U.S. small-business optimism dropped to a four-month low in September, reflecting worsening expectations for the economy and credit conditions.
A National Federation of Independent Business index of sentiment fell by half a point, to 90.8, last month, the group said Tuesday. A net 43% of small-business owners saw business conditions deteriorating in the next six months, the most since May.
Small firms were also increasingly pessimistic about credit availability. The share of survey respondents saying it was harder to get a loan compared to three months ago increased to 8% on net, the most since March, when Silicon Valley Bank collapsed.
The Federal Reserve has hiked interest rates to the highest level since the early 2000s to tame persistent inflation. Officials have reiterated the need to keep borrowing costs higher for longer, triggering a recent selloff in the bond market.
Here’s what else small businesses had to say about credit conditions:
– One in 10 firms on net expect worse credit conditions in the next three months, matching the highest share since 2012.

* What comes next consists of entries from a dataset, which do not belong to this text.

//! Column aliasing for campaign source files.
//!
//! Exports from the campaign system disagree on a handful of column names
//! (`mortgage` vs `mortage`, `cons_price_idx` vs `const_price_idx`, ...).
//! Each [`Field`] lists every spelling it accepts; a [`ColumnMap`] resolves
//! them against a header row once, so the transformer only ever deals in
//! canonical fields.

use std::collections::HashMap;

#[derive(Debug, Clone, Copy, PartialEq, Eq, Hash)]
pub enum Field {
    ClientId,
    Age,
    Job,
    Marital,
    Education,
    CreditDefault,
    Mortgage,
    NumberContacts,
    ContactDuration,
    PreviousCampaignContacts,
    PreviousOutcome,
    CampaignOutcome,
    Day,
    Month,
    ConsPriceIdx,
    EuriborThreeMonths,
}

impl Field {
    pub const COUNT: usize = 16;

    pub const ALL: [Field; Field::COUNT] = [
        Field::ClientId,
        Field::Age,
        Field::Job,
        Field::Marital,
        Field::Education,
        Field::CreditDefault,
        Field::Mortgage,
        Field::NumberContacts,
        Field::ContactDuration,
        Field::PreviousCampaignContacts,
        Field::PreviousOutcome,
        Field::CampaignOutcome,
        Field::Day,
        Field::Month,
        Field::ConsPriceIdx,
        Field::EuriborThreeMonths,
    ];

    pub fn canonical_name(self) -> &'static str {
        self.aliases()[0]
    }

    /// Accepted header spellings, preferred spelling first.
    pub fn aliases(self) -> &'static [&'static str] {
        match self {
            Field::ClientId => &["client_id"],
            Field::Age => &["age"],
            Field::Job => &["job"],
            Field::Marital => &["marital"],
            Field::Education => &["education"],
            Field::CreditDefault => &["credit_default"],
            Field::Mortgage => &["mortgage", "mortage"],
            Field::NumberContacts => &["number_contacts"],
            Field::ContactDuration => &["contact_duration"],
            Field::PreviousCampaignContacts => {
                &["previous_campaign_contacts", "previous_campaing_contacts"]
            }
            Field::PreviousOutcome => &["previous_outcome"],
            Field::CampaignOutcome => &["campaign_outcome"],
            Field::Day => &["day"],
            Field::Month => &["month"],
            Field::ConsPriceIdx => &["cons_price_idx", "const_price_idx"],
            Field::EuriborThreeMonths => &["euribor_three_months", "eurobor_three_months"],
        }
    }

    fn slot(self) -> usize {
        self as usize
    }
}

/// Positions of each canonical field within one source's header row.
#[derive(Debug, Clone, Default, PartialEq, Eq)]
pub struct ColumnMap {
    positions: [Option<usize>; Field::COUNT],
}

impl ColumnMap {
    /// Resolves every field against `headers`. When a header appears twice the
    /// left-most copy is used; when several spellings of one field are present
    /// the preferred spelling wins.
    pub fn resolve(headers: &[String]) -> Self {
        let mut by_name: HashMap<&str, usize> = HashMap::with_capacity(headers.len());
        for (idx, header) in headers.iter().enumerate() {
            by_name.entry(header.as_str()).or_insert(idx);
        }
        let mut positions = [None; Field::COUNT];
        for field in Field::ALL {
            positions[field.slot()] = field
                .aliases()
                .iter()
                .find_map(|alias| by_name.get(alias).copied());
        }
        ColumnMap { positions }
    }

    pub fn position(&self, field: Field) -> Option<usize> {
        self.positions[field.slot()]
    }

    pub fn contains(&self, field: Field) -> bool {
        self.position(field).is_some()
    }

    /// Value of `field` in `row`; absent columns and empty cells both read as `None`.
    pub fn get<'a>(&self, row: &'a [String], field: Field) -> Option<&'a str> {
        self.position(field)
            .and_then(|idx| row.get(idx))
            .map(|value| value.as_str())
            .filter(|value| !value.is_empty())
    }

    pub fn missing<'a>(&self, fields: &'a [Field]) -> impl Iterator<Item = Field> + 'a {
        let positions = self.positions;
        fields
            .iter()
            .copied()
            .filter(move |field| positions[field.slot()].is_none())
    }
}
fn main() {
    if let Err(err) = campaign_split::run() {
        eprintln!("error: {err:#}");
        std::process::exit(1);
    }
}
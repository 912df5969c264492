//! Derivation of the client, campaign, and economics facets from one source.

use log::{debug, info};

use crate::{
    clean,
    columns::Field,
    error::SplitError,
    records::{CampaignRecord, ClientRecord, EconomicsRecord},
    source::SourceTable,
};

/// Columns the campaign facet cannot be built without.
pub const CAMPAIGN_REQUIRED: &[Field] = &[Field::Day, Field::Month];

/// The three partial tables contributed by one source, in source-row order.
#[derive(Debug, Clone, Default)]
pub struct TransformedSource {
    pub name: String,
    pub rows_read: usize,
    pub clients: Vec<ClientRecord>,
    pub campaigns: Vec<CampaignRecord>,
    pub economics: Vec<EconomicsRecord>,
    /// First campaign column absent from the source, when the facet was skipped.
    pub missing_campaign_column: Option<&'static str>,
    /// Campaign rows dropped because their contact date was unusable.
    pub invalid_dates: usize,
    /// Rows dropped from every facet for lacking a client id.
    pub rows_without_id: usize,
}

pub fn transform(table: &SourceTable) -> Result<TransformedSource, SplitError> {
    let columns = &table.columns;
    if !columns.contains(Field::ClientId) {
        return Err(SplitError::MissingRequiredColumn {
            source_name: table.name.clone(),
            column: Field::ClientId.canonical_name(),
        });
    }

    let missing_campaign_column = columns
        .missing(CAMPAIGN_REQUIRED)
        .next()
        .map(Field::canonical_name);
    if let Some(column) = missing_campaign_column {
        info!(
            "'{}' has no '{}' column; skipping its campaign rows",
            table.name, column
        );
    }

    let mut out = TransformedSource {
        name: table.name.clone(),
        rows_read: table.row_count(),
        missing_campaign_column,
        ..TransformedSource::default()
    };
    out.clients.reserve(table.row_count());
    out.economics.reserve(table.row_count());

    for (row_idx, row) in table.rows.iter().enumerate() {
        let Some(client_id) = columns
            .get(row, Field::ClientId)
            .map(str::trim)
            .filter(|id| !id.is_empty())
        else {
            out.rows_without_id += 1;
            continue;
        };
        let text = |field: Field| columns.get(row, field).map(str::to_string);

        out.clients.push(ClientRecord {
            client_id: client_id.to_string(),
            age: text(Field::Age),
            job: clean::clean_job(columns.get(row, Field::Job)),
            marital: text(Field::Marital),
            education: clean::clean_education(columns.get(row, Field::Education)),
            credit_default: clean::yes_flag(columns.get(row, Field::CreditDefault)),
            mortgage: clean::yes_flag(columns.get(row, Field::Mortgage)),
        });

        if missing_campaign_column.is_none() {
            match clean::contact_date(
                columns.get(row, Field::Month),
                columns.get(row, Field::Day),
            ) {
                Ok(last_contact_day) => out.campaigns.push(CampaignRecord {
                    client_id: client_id.to_string(),
                    number_contacts: text(Field::NumberContacts),
                    contact_duration: text(Field::ContactDuration),
                    previous_campaign_contacts: text(Field::PreviousCampaignContacts),
                    previous_outcome: clean::success_flag(
                        columns.get(row, Field::PreviousOutcome),
                    ),
                    campaign_outcome: clean::yes_flag(columns.get(row, Field::CampaignOutcome)),
                    last_contact_day,
                }),
                Err(err) => {
                    debug!("'{}' row {}: {err}", table.name, row_idx + 2);
                    out.invalid_dates += 1;
                }
            }
        }

        out.economics.push(EconomicsRecord {
            client_id: client_id.to_string(),
            cons_price_idx: text(Field::ConsPriceIdx),
            euribor_three_months: text(Field::EuriborThreeMonths),
        });
    }

    if out.invalid_dates > 0 {
        info!(
            "Dropped {} campaign row(s) with unusable dates from '{}'",
            out.invalid_dates, table.name
        );
    }
    Ok(out)
}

– About a quarter of borrowers on net said they now pay a higher interest rate compared to three months ago, matching the highest share since 2006.
– Small-business owners said they paid an average interest rate of 9.8% on short-term loans, the highest in data back to 2013.
Respondents to the NFIB survey continued to rank inflation and labor quality among their single-most important problems. The share of small businesses who raised selling prices rose for a second month in September, marking the first back-to-back increase since early 2022.
“Owners remain pessimistic about future business conditions, which has contributed to the low optimism they have regarding the economy,” said NFIB Chief Economist Bill Dunkelberg. “The bottom line is being squeezed, leaving owners few options beyond raising selling prices for financial relief.”
Hiring struggles were evident as well. Firms reporting job openings that were hard to fill rose by the most since the start of the year, to 43%. Those who said they had few or no qualified applicants for vacancies rose to 57%, the most in a year.